BERLIN (AP) — The German government on Wednesday banned a Hamburg-based organization accused of promoting the ideology of Iran’s leaders and supporting the Lebanese militant group Hezbollah. Police searched 53 properties in the country.
The ban on the Islamic Center Hamburg, or IZH, and its various sub-organizations elsewhere in Germany followed searches in november. Interior Minister Nancy Faeser said the material gathered during the investigation “confirmed the serious suspicions to such an extent that we ordered the ban today.”
The IZH “promotes an Islamist-extremist, totalitarian ideology in Germany,” while it and its sub-organizations “also support Hezbollah terrorists and aggressively spread anti-Semitism,” Faeser said in a statement.
Her ministry claimed that “as the direct representative of Iran’s ‘Supreme Leader of the Islamic Revolution’, the IZH “is spreading the ideology of the Islamic Revolution in an aggressive and militant manner and is trying to bring about such a revolution in the Federal Republic of Germany.”

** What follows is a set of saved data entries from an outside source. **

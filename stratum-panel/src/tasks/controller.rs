//! Controller task
//!
//! Serialises button presses and print-task events into the state
//! machine, one event at a time.

use embassy_futures::select::{select, Either};
use embedded_hal_async::delay::DelayNs;
use stratum_core::state::Event;
use stratum_display::DisplayBackend;
use stratum_hal::Uart;
use tracing::{debug, info};

use crate::channels::{BUTTON_CHANNEL, EVENT_CHANNEL};
use crate::controller::PanelController;

/// Controller task - main coordination loop
pub async fn controller_task<P: Uart, B: DisplayBackend, D: DelayNs>(
    mut controller: PanelController<'_, P, B, D>,
) {
    info!("Controller task started");

    loop {
        let event = match select(BUTTON_CHANNEL.receive(), EVENT_CHANNEL.receive()).await {
            Either::First(button) => Event::Pressed(button),
            Either::Second(event) => event,
        };

        let state = controller.handle(event).await;
        debug!(?state, "event handled");
    }
}
//! Print scheduler
//!
//! Sequences one job through its layers. The scheduler itself performs no
//! I/O and never sleeps: each call to [`PrintScheduler::next`] hands back the
//! single next step, and the caller executes it (display, link, delay)
//! before asking again. Only one step is ever pending.

pub mod executor;
pub mod progress;
pub mod run;

pub use executor::{PrintScheduler, PrintStep, RunOutcome};
pub use progress::Progress;
pub use run::{PrintRun, RunId};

The group, which runs a mosque in Hamburg, has long been under surveillance by Germany’s domestic intelligence agency. The IZH said last fall that it “condemns all forms of violence and extremism and has always advocated peace, tolerance and interfaith dialogue.”
The Interior Ministry said that four Shiite mosques in Germany will be closed because of the ban. The assets of the IZH will also be confiscated.